Les nouveaux parlementaires issus de ce raz-de-marée, qui fut surtout un ras-le-bol, offrent des visages inquiétants d’impréparation, de légèreté ou de confusion. Le député des Français de Suisse pensant défendre Richard Ferrand distingue, selon les éléments de langage qui lui ont été suggérés, le légal du moral et conclut que faire passer le second avant le premier est le début de la charia. Bref, les arrangements juridiquement suspects de l’ex-directeur des Mutuelles de Bretagne ne seraient coupables qu’aux yeux d’esprits obtus comme ceux qui peuplent les tribunaux islamiques. “Tandis que Fillon….” serait-on tenté d’ajouter en songeant à Pascal : “vérité en deçà d’une élection, erreur au-delà”. Le départ des ministres du MoDem aurait cependant dû appeler le nouvel élu à plus de retenue. Un quatrième membre du gouvernement est, d’ailleurs, l’objet d’une enquête pour délit de favoritisme pour avoir, en tant que directrice de Business France, supervisé le déplacement d’un ministre de l’économie à Las Vegas, opération de séduction confiée sans appel d’offres à Havas. Le ministre de Hollande en question était un certain Emmanuel Macron, et l’on comprend la réserve des médias sur le sujet. Mais tout se passe comme si les faits “graves” qui ont en fait décidé de l’élection devenaient sans importance après celle-ci, des peccadilles morales contre de lourdes fautes pénales.
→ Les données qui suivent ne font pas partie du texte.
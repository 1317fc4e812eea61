// src/tests/support/stubs.rs
//
// In-memory stand-in for the table API, behaving like the real backend:
// server-assigned ids on create, page/limit slicing with a total count,
// PATCH merging fields into the stored record.

use std::sync::atomic::{AtomicUsize, Ordering};
use std::sync::{Arc, Mutex};

use async_trait::async_trait;
use serde_json::Value;

use crate::modules::records::{Message, Profile, Project, Resource, Skill, Testimonial};
use crate::modules::table::application::ports::outgoing::{
    ListQuery, Page, TableStore, TableStoreError,
};

struct Inner<T> {
    records: Mutex<Vec<T>>,
    failure: Mutex<Option<TableStoreError>>,
    next_id: AtomicUsize,
    list_calls: AtomicUsize,
    create_calls: AtomicUsize,
    update_calls: AtomicUsize,
    patch_calls: AtomicUsize,
    delete_calls: AtomicUsize,
}

pub struct InMemoryStore<T: Resource> {
    inner: Arc<Inner<T>>,
}

impl<T: Resource> Clone for InMemoryStore<T> {
    fn clone(&self) -> Self {
        Self {
            inner: Arc::clone(&self.inner),
        }
    }
}

impl<T: Resource> Default for InMemoryStore<T> {
    fn default() -> Self {
        Self::new()
    }
}

impl<T: Resource> InMemoryStore<T> {
    pub fn new() -> Self {
        Self {
            inner: Arc::new(Inner {
                records: Mutex::new(Vec::new()),
                failure: Mutex::new(None),
                next_id: AtomicUsize::new(1),
                list_calls: AtomicUsize::new(0),
                create_calls: AtomicUsize::new(0),
                update_calls: AtomicUsize::new(0),
                patch_calls: AtomicUsize::new(0),
                delete_calls: AtomicUsize::new(0),
            }),
        }
    }

    pub fn with_records(records: Vec<T>) -> Self {
        let store = Self::new();
        *store.inner.records.lock().unwrap() = records;
        store
    }

    pub fn seed(&self, records: Vec<T>) {
        *self.inner.records.lock().unwrap() = records;
    }

    pub fn records(&self) -> Vec<T> {
        self.inner.records.lock().unwrap().clone()
    }

    /// Every operation fails with this error until `heal` is called.
    pub fn fail_with(&self, error: TableStoreError) {
        *self.inner.failure.lock().unwrap() = Some(error);
    }

    pub fn heal(&self) {
        *self.inner.failure.lock().unwrap() = None;
    }

    pub fn list_calls(&self) -> usize {
        self.inner.list_calls.load(Ordering::SeqCst)
    }

    pub fn create_calls(&self) -> usize {
        self.inner.create_calls.load(Ordering::SeqCst)
    }

    pub fn update_calls(&self) -> usize {
        self.inner.update_calls.load(Ordering::SeqCst)
    }

    pub fn patch_calls(&self) -> usize {
        self.inner.patch_calls.load(Ordering::SeqCst)
    }

    pub fn delete_calls(&self) -> usize {
        self.inner.delete_calls.load(Ordering::SeqCst)
    }

    fn check_failure(&self) -> Result<(), TableStoreError> {
        match &*self.inner.failure.lock().unwrap() {
            Some(error) => Err(error.clone()),
            None => Ok(()),
        }
    }

    fn assign_id(&self, record: &T) -> T {
        let n = self.inner.next_id.fetch_add(1, Ordering::SeqCst);
        let mut value = serde_json::to_value(record).expect("record serializes");
        value["id"] = Value::String(format!("gen-{}", n));
        serde_json::from_value(value).expect("record deserializes")
    }

    fn merge_fields(record: &T, fields: &Value) -> T {
        let mut value = serde_json::to_value(record).expect("record serializes");
        if let (Some(target), Some(patch)) = (value.as_object_mut(), fields.as_object()) {
            for (key, field) in patch {
                target.insert(key.clone(), field.clone());
            }
        }
        serde_json::from_value(value).expect("patched record deserializes")
    }
}

#[async_trait]
impl<T: Resource> TableStore<T> for InMemoryStore<T> {
    async fn list(&self, query: ListQuery) -> Result<Page<T>, TableStoreError> {
        self.inner.list_calls.fetch_add(1, Ordering::SeqCst);
        self.check_failure()?;

        let records = self.inner.records.lock().unwrap();
        let total = records.len() as u64;

        let limit = query.limit.unwrap_or(records.len() as u32) as usize;
        let page = query.page.unwrap_or(1).max(1) as usize;
        let start = (page - 1) * limit;

        let data: Vec<T> = records.iter().skip(start).take(limit).cloned().collect();
        Ok(Page {
            data,
            total: Some(total),
        })
    }

    async fn create(&self, record: &T) -> Result<T, TableStoreError> {
        self.inner.create_calls.fetch_add(1, Ordering::SeqCst);
        self.check_failure()?;

        let created = self.assign_id(record);
        self.inner.records.lock().unwrap().push(created.clone());
        Ok(created)
    }

    async fn update(&self, id: &str, record: &T) -> Result<T, TableStoreError> {
        self.inner.update_calls.fetch_add(1, Ordering::SeqCst);
        self.check_failure()?;

        let mut records = self.inner.records.lock().unwrap();
        match records.iter_mut().find(|r| r.id() == Some(id)) {
            Some(slot) => {
                *slot = record.clone();
                Ok(record.clone())
            }
            None => Err(TableStoreError::Server(404)),
        }
    }

    async fn patch(&self, id: &str, fields: Value) -> Result<T, TableStoreError> {
        self.inner.patch_calls.fetch_add(1, Ordering::SeqCst);
        self.check_failure()?;

        let mut records = self.inner.records.lock().unwrap();
        match records.iter_mut().find(|r| r.id() == Some(id)) {
            Some(slot) => {
                let patched = Self::merge_fields(slot, &fields);
                *slot = patched.clone();
                Ok(patched)
            }
            None => Err(TableStoreError::Server(404)),
        }
    }

    async fn delete(&self, id: &str) -> Result<(), TableStoreError> {
        self.inner.delete_calls.fetch_add(1, Ordering::SeqCst);
        self.check_failure()?;

        let mut records = self.inner.records.lock().unwrap();
        let before = records.len();
        records.retain(|r| r.id() != Some(id));
        if records.len() == before {
            return Err(TableStoreError::Server(404));
        }
        Ok(())
    }
}

/// All five tables behind one handle, for wiring whole pages in tests.
/// Clones share state, so a test keeps one handle to inspect the backend
/// after handing the other to the page.
#[derive(Clone, Default)]
pub struct StubBackend {
    pub profiles: InMemoryStore<Profile>,
    pub skills: InMemoryStore<Skill>,
    pub projects: InMemoryStore<Project>,
    pub testimonials: InMemoryStore<Testimonial>,
    pub messages: InMemoryStore<Message>,
}

impl StubBackend {
    pub fn new() -> Self {
        Self::default()
    }
}

macro_rules! delegate_store {
    ($record:ty, $field:ident) => {
        #[async_trait]
        impl TableStore<$record> for StubBackend {
            async fn list(&self, query: ListQuery) -> Result<Page<$record>, TableStoreError> {
                self.$field.list(query).await
            }

            async fn create(&self, record: &$record) -> Result<$record, TableStoreError> {
                self.$field.create(record).await
            }

            async fn update(
                &self,
                id: &str,
                record: &$record,
            ) -> Result<$record, TableStoreError> {
                self.$field.update(id, record).await
            }

            async fn patch(&self, id: &str, fields: Value) -> Result<$record, TableStoreError> {
                self.$field.patch(id, fields).await
            }

            async fn delete(&self, id: &str) -> Result<(), TableStoreError> {
                self.$field.delete(id).await
            }
        }
    };
}

delegate_store!(Profile, profiles);
delegate_store!(Skill, skills);
delegate_store!(Project, projects);
delegate_store!(Testimonial, testimonials);
delegate_store!(Message, messages);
Le triangle des Bermudes dessiné par les pouvoirs, politique, judiciaire et médiatique est sans doute le piège le plus troublant de la post-démocratie française. Il révèle combien la liberté et l’égalité dans la prise de parole sont des illusions dans notre pays. Certains discours le traversent sans encombre. D’autres y sombrent sous la persécution judiciaire et l’acharnement médiatique. Une censure objective et implicite éloigne peu à peu le coupable des micros à moins qu’elle ne le décourage à force de l’écraser sous les frais de justice. C’est ainsi qu’Eric Zemmour a été à nouveau condamné pour provocation à la haine pour avoir dit que tous les musulmans considéraient que les djihadistes étaient de bons musulmans. Mme Obono a, quant à elle, été élue députée, après avoir signé une pétition en faveur du groupe de rap ZEP et de son titre “Nique la France”. Interrogée sur BFM, elle se défendait au nom de la liberté d’expression, mais se refusait à dire “Vive la France” avec conviction. Il est permis de penser que le droit à l’expression dans notre pays devrait être sinon plus grand pour celui qui l’aime que pour qui ne l’aime pas, mais au moins égal. Eh bien non ! Le premier est condamné, et le second élu. Le “chanteur” est absolument légitime alors que celui qui participe avec courage au débat est censuré. La caricature du dessinateur est tolérée, non la généralisation du polémiste. Notre pays marche sur la tête depuis longtemps. Bien sûr, à la longue, elle ne fonctionne plus très bien, et c’est ce qui explique sans doute l’élection de Macron.